LOS ANGELES – Months after Congress authorized a new loan program to help companies at risk of foreclosure, the Small Business Administration says it’s ready to get started.
But the agency has restricted access to the loans so significantly that many businesses in danger of losing factories, offices or stores won’t qualify. Excluded are any firms that already have real estate loans backed by the SBA, along with many that refinanced at unfavorable rates during the worst of the credit crunch.
Under the rules announced last week, businesses facing balloon payments on buildings in which their businesses are housed will be allowed to refinance with loans guaranteed by the federal government, even if those buildings are no longer worth the full amount of the mortgage.

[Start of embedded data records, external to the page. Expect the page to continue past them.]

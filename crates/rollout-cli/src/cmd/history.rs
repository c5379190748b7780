use crate::output::{print_json, print_table};
use rollout_core::session::RolloutSession;
use std::path::Path;

pub fn run(root: &Path, service: Option<&str>, limit: usize, json: bool) -> anyhow::Result<()> {
    let config = super::load_config(root, None)?;
    let db = super::open_journal(root, config.rollout.watch_settings().timeout)?;

    let sessions: Vec<RolloutSession> = match service {
        Some(raw) => db.list_for_service(&super::parse_service(raw)?)?,
        None => db.list_all()?,
    }
    .into_iter()
    .take(limit)
    .collect();

    if json {
        return print_json(&sessions);
    }
    if sessions.is_empty() {
        println!("No rollouts recorded.");
        return Ok(());
    }

    let rows = sessions
        .iter()
        .map(|s| {
            vec![
                s.started_at.format("%Y-%m-%d %H:%M:%S").to_string(),
                s.service.to_string(),
                s.outcome.to_string(),
                s.target_spec_id.to_string(),
                s.previous_spec_id.to_string(),
                s.id.to_string()[..8].to_string(),
            ]
        })
        .collect();
    print_table(
        &["STARTED", "SERVICE", "OUTCOME", "TARGET", "PREVIOUS", "SESSION"],
        rows,
    );
    Ok(())
}
#![forbid(unsafe_code)]

mod criteria_sql;
mod fields;
mod ids;
mod schema;

pub(super) use criteria_sql::*;
pub(super) use fields::*;
pub(super) use ids::*;
pub(super) use schema::install_schema;
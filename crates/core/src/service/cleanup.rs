#![forbid(unsafe_code)]

use super::{MetadataService, ServiceError};
use crate::store::RecordStore;
use std::ops::ControlFlow;
use tracing::info;

impl<S: RecordStore> MetadataService<S> {
    /// Deletes metadata whose task no longer exists. Typically run on startup.
    ///
    /// Each delete stands alone: a failure leaves the remaining orphans for
    /// the next sweep. Returns the number of records removed.
    pub fn cleanup(&mut self) -> Result<usize, ServiceError<S::Error>> {
        let mut dangling = Vec::new();
        self.store
            .scan_dangling(&mut |id| {
                dangling.push(id);
                ControlFlow::Continue(())
            })
            .map_err(ServiceError::Store)?;

        if dangling.is_empty() {
            return Ok(0);
        }

        let mut removed = 0usize;
        for id in dangling {
            if self.store.delete(id).map_err(ServiceError::Store)? {
                removed += 1;
            }
        }

        info!(removed, "removed dangling metadata");
        Ok(removed)
    }
}
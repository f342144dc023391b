#![forbid(unsafe_code)]

mod core;
mod indexes;
mod metadata;
mod tasks;

pub(super) fn full_schema_sql() -> String {
    let mut sql = String::new();
    sql.push_str(core::SQL);
    sql.push_str(tasks::SQL);
    sql.push_str(metadata::SQL);
    sql.push_str(indexes::SQL);
    sql
}
#![forbid(unsafe_code)]

mod store;

pub use store::*;
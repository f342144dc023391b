#![forbid(unsafe_code)]

use crate::ids::{RecordId, TaskId};
use crate::model::{FieldValue, KEY_FIELD, Metadata};

/// Predicate over metadata records.
///
/// Stores translate it into their own query language; [`Criterion::matches`]
/// is the reference evaluation. Field comparisons are type-exact: integer `5`
/// does not match text `"5"`.
#[derive(Clone, Debug, PartialEq, Eq)]
pub enum Criterion {
    All,
    Task(TaskId),
    Id(RecordId),
    FieldEq { name: String, value: FieldValue },
    HasField(String),
    And(Vec<Criterion>),
    Or(Vec<Criterion>),
    Not(Box<Criterion>),
}

impl Criterion {
    pub fn by_task(task: TaskId) -> Self {
        Self::Task(task)
    }

    pub fn with_key(key: impl Into<String>) -> Self {
        let key: String = key.into();
        Self::field_eq(KEY_FIELD, key)
    }

    pub fn by_task_and_key(task: TaskId, key: impl Into<String>) -> Self {
        Self::by_task(task).and(Self::with_key(key))
    }

    pub fn field_eq(name: impl Into<String>, value: impl Into<FieldValue>) -> Self {
        Self::FieldEq {
            name: name.into(),
            value: value.into(),
        }
    }

    pub fn has_field(name: impl Into<String>) -> Self {
        Self::HasField(name.into())
    }

    pub fn and(self, other: Criterion) -> Self {
        match (self, other) {
            (Self::All, other) => other,
            (this, Self::All) => this,
            (Self::And(mut left), Self::And(right)) => {
                left.extend(right);
                Self::And(left)
            }
            (Self::And(mut left), other) => {
                left.push(other);
                Self::And(left)
            }
            (this, other) => Self::And(vec![this, other]),
        }
    }

    pub fn or(self, other: Criterion) -> Self {
        match (self, other) {
            (Self::Or(mut left), Self::Or(right)) => {
                left.extend(right);
                Self::Or(left)
            }
            (Self::Or(mut left), other) => {
                left.push(other);
                Self::Or(left)
            }
            (this, other) => Self::Or(vec![this, other]),
        }
    }

    #[allow(clippy::should_implement_trait)]
    pub fn not(self) -> Self {
        match self {
            Self::Not(inner) => *inner,
            other => Self::Not(Box::new(other)),
        }
    }

    pub fn matches(&self, record: &Metadata) -> bool {
        match self {
            Self::All => true,
            Self::Task(task) => record.task() == Some(*task),
            Self::Id(id) => record.id() == Some(*id),
            Self::FieldEq { name, value } => record.fields().get(name) == Some(value),
            Self::HasField(name) => record.fields().contains(name),
            Self::And(all) => all.iter().all(|c| c.matches(record)),
            Self::Or(any) => any.iter().any(|c| c.matches(record)),
            Self::Not(inner) => !inner.matches(record),
        }
    }
}
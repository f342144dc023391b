#![forbid(unsafe_code)]

use super::{CallbackError, MetadataService, ServiceError};
use crate::criteria::Criterion;
use crate::ids::TaskId;
use crate::model::Metadata;
use crate::store::RecordStore;
use crate::time::now_ms;
use std::collections::BTreeSet;
use std::ops::ControlFlow;
use tracing::{debug, info, warn};

/// Hook run right before a stale record is deleted during [`MetadataService::synchronize`].
pub trait SynchronizeCallback {
    fn before_delete(&mut self, record: &Metadata) -> Result<(), CallbackError>;
}

impl<F> SynchronizeCallback for F
where
    F: FnMut(&Metadata) -> Result<(), CallbackError>,
{
    fn before_delete(&mut self, record: &Metadata) -> Result<(), CallbackError> {
        self(record)
    }
}

impl<S: RecordStore> MetadataService<S> {
    /// Makes the metadata of `task` matching `scope` equal to `desired`.
    ///
    /// Stored records whose normalized fields appear in `desired` are left
    /// untouched (same id, same creation time); every other scoped record is
    /// deleted and every unmatched desired record is inserted with a fresh
    /// creation time. Desired records with identical normalized fields
    /// collapse into one.
    ///
    /// Returns `true` if anything was deleted or inserted. A failing write or
    /// callback stops the pass; writes already made stay committed.
    pub fn synchronize<I>(
        &mut self,
        task: TaskId,
        desired: I,
        scope: &Criterion,
        mut callback: Option<&mut dyn SynchronizeCallback>,
    ) -> Result<bool, ServiceError<S::Error>>
    where
        I: IntoIterator<Item = Metadata>,
    {
        let mut wanted = BTreeSet::new();
        let mut insert_order = Vec::new();
        for mut record in desired {
            record.set_task(task);
            record.clear_identity();
            let values = record.normalized_fields();
            if wanted.insert(values.clone()) {
                insert_order.push(values);
            }
        }

        let scope = Criterion::by_task(task).and(scope.clone());
        let mut stale = Vec::new();
        let mut kept = 0usize;
        self.store
            .scan(&scope, &mut |existing| {
                // Each match consumes its desired entry, so store-side duplicates go stale.
                if wanted.remove(&existing.normalized_fields()) {
                    kept += 1;
                } else {
                    stale.push(existing);
                }
                ControlFlow::Continue(())
            })
            .map_err(ServiceError::Store)?;

        let mut deleted = 0usize;
        for record in stale {
            let Some(id) = record.id() else {
                warn!(%task, "scanned metadata record has no id");
                return Err(ServiceError::MissingId);
            };
            if let Some(callback) = callback.as_deref_mut() {
                if let Err(source) = callback.before_delete(&record) {
                    warn!(%task, record = %id, "before-delete callback aborted metadata synchronization");
                    return Err(ServiceError::Callback { id, source });
                }
            }
            self.store.delete(id).map_err(ServiceError::Store)?;
            debug!(%task, record = %id, "deleted stale metadata");
            deleted += 1;
        }

        let created_at_ms = now_ms();
        let mut inserted = 0usize;
        for values in insert_order {
            if !wanted.remove(&values) {
                continue;
            }
            let record = Metadata::new(task)
                .with_created_at_ms(created_at_ms)
                .with_fields(values);
            let stored = self.store.persist(&record).map_err(ServiceError::Store)?;
            debug!(%task, record = ?stored.id(), "inserted metadata");
            inserted += 1;
        }

        let changed = deleted > 0 || inserted > 0;
        if changed {
            info!(%task, kept, deleted, inserted, "synchronized task metadata");
        }
        Ok(changed)
    }
}
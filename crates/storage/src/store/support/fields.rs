#![forbid(unsafe_code)]

use super::super::StoreError;
use rusqlite::types::Value;
use rusqlite::{Transaction, params};
use tm_core::model::{FieldValue, Fields};

pub(in crate::store) fn field_to_sql(value: &FieldValue) -> Value {
    match value {
        FieldValue::Null => Value::Null,
        FieldValue::Bool(value) => Value::Integer(i64::from(*value)),
        FieldValue::Integer(value) => Value::Integer(*value),
        FieldValue::Real(value) => Value::Real(*value),
        FieldValue::Text(value) => Value::Text(value.clone()),
    }
}

/// Decodes a `metadata_fields` row; `kind` keeps types SQLite would blur.
pub(in crate::store) fn field_from_sql(kind: &str, value: Value) -> Result<FieldValue, StoreError> {
    match (kind, value) {
        ("null", _) => Ok(FieldValue::Null),
        ("bool", Value::Integer(value)) => Ok(FieldValue::Bool(value != 0)),
        ("integer", Value::Integer(value)) => Ok(FieldValue::Integer(value)),
        ("real", Value::Real(value)) => Ok(FieldValue::Real(value)),
        // SQLite stores NaN as NULL.
        ("real", Value::Null) => Ok(FieldValue::Real(f64::NAN)),
        ("text", Value::Text(value)) => Ok(FieldValue::Text(value)),
        _ => Err(StoreError::InvalidInput("invalid metadata field row")),
    }
}

/// Upserts `fields` onto the record, leaving its other fields untouched.
pub(in crate::store) fn write_fields_tx(
    tx: &Transaction<'_>,
    metadata_id: i64,
    fields: &Fields,
) -> Result<(), StoreError> {
    let mut stmt = tx.prepare(
        r#"
        INSERT INTO metadata_fields(metadata_id, name, kind, value)
        VALUES (?1, ?2, ?3, ?4)
        ON CONFLICT(metadata_id, name) DO UPDATE SET kind = excluded.kind, value = excluded.value
        "#,
    )?;
    for (name, value) in fields.iter() {
        stmt.execute(params![metadata_id, name, value.kind(), field_to_sql(value)])?;
    }
    Ok(())
}
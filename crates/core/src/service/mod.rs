#![forbid(unsafe_code)]

mod cleanup;
mod error;
mod gateway;
mod synchronize;


pub use error::{CallbackError, ServiceError, ValidationError};
pub use synchronize::SynchronizeCallback;

use crate::store::RecordStore;

/// Metadata operations over an explicitly supplied [`RecordStore`].
#[derive(Debug)]
pub struct MetadataService<S> {
    store: S,
}

impl<S: RecordStore> MetadataService<S> {
    pub fn new(store: S) -> Self {
        Self { store }
    }

    pub fn store(&self) -> &S {
        &self.store
    }

    pub fn store_mut(&mut self) -> &mut S {
        &mut self.store
    }

    pub fn into_store(self) -> S {
        self.store
    }
}
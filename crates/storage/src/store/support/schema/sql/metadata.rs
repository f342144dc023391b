#![forbid(unsafe_code)]

// `metadata.task` deliberately has no foreign key: records of deleted tasks
// must survive until a cleanup sweep finds them.
// `metadata_fields.value` has no declared type so SQLite applies no affinity.
pub(super) const SQL: &str = r#"

        CREATE TABLE IF NOT EXISTS metadata (
          id INTEGER PRIMARY KEY AUTOINCREMENT,
          task INTEGER NOT NULL,
          created_at_ms INTEGER NOT NULL
        );

        CREATE TABLE IF NOT EXISTS metadata_fields (
          metadata_id INTEGER NOT NULL REFERENCES metadata(id) ON DELETE CASCADE,
          name TEXT NOT NULL,
          kind TEXT NOT NULL,
          value,
          PRIMARY KEY (metadata_id, name)
        );
"#;
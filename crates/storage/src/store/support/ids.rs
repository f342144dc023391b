#![forbid(unsafe_code)]

use super::super::StoreError;
use tm_core::ids::{RecordId, TaskId};

pub(in crate::store) fn task_id(value: i64) -> Result<TaskId, StoreError> {
    TaskId::try_new(value).map_err(|_| StoreError::InvalidInput("invalid task id row"))
}

pub(in crate::store) fn record_id(value: i64) -> Result<RecordId, StoreError> {
    RecordId::try_new(value).map_err(|_| StoreError::InvalidInput("invalid metadata id row"))
}
#![forbid(unsafe_code)]

pub(super) const SQL: &str = r#"

        CREATE INDEX IF NOT EXISTS idx_metadata_task ON metadata(task, id);
        CREATE INDEX IF NOT EXISTS idx_metadata_fields_lookup ON metadata_fields(name, kind, value);
"#;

But the loans will be available only to those companies whose mortgages are coming due over the next 24 months. And the program will cover properties that are worth less than what’s owed on their mortgages, or underwater, only if the owner puts up 10 percent of the loan amount in cash or has equity in another property.
Additional collateral, such as equity in the family home, would also be required in many cases.
The agency also plans to charge businesses fees for the loans. According to the regulations released earlier this month, borrowers will have to pay 1.043 percent annually in addition to interest charged by their lenders.
For a $1 million loan, that amounts to about $870 a month.
The SBA has also, for now, abandoned a provision in the law passed last year that would allow companies to use the loans to help pay business expenses in certain circumstances.
Congress authorized the program in September with the passage of the Small Business Jobs Act, but it could not go into effect until the SBA came up with rules and regulations to govern the loans.
Businesses can begin applying for the loans Monday.
The SBA estimated that 20,000 businesses nationwide will qualify for the loans, for a total of $15 billion over two years.
Another reason for the restrictions, SBA officials said, was concern that the agency could have been forced to assume too much risk if lenders used the government program to refinance debt they wanted to get off their books.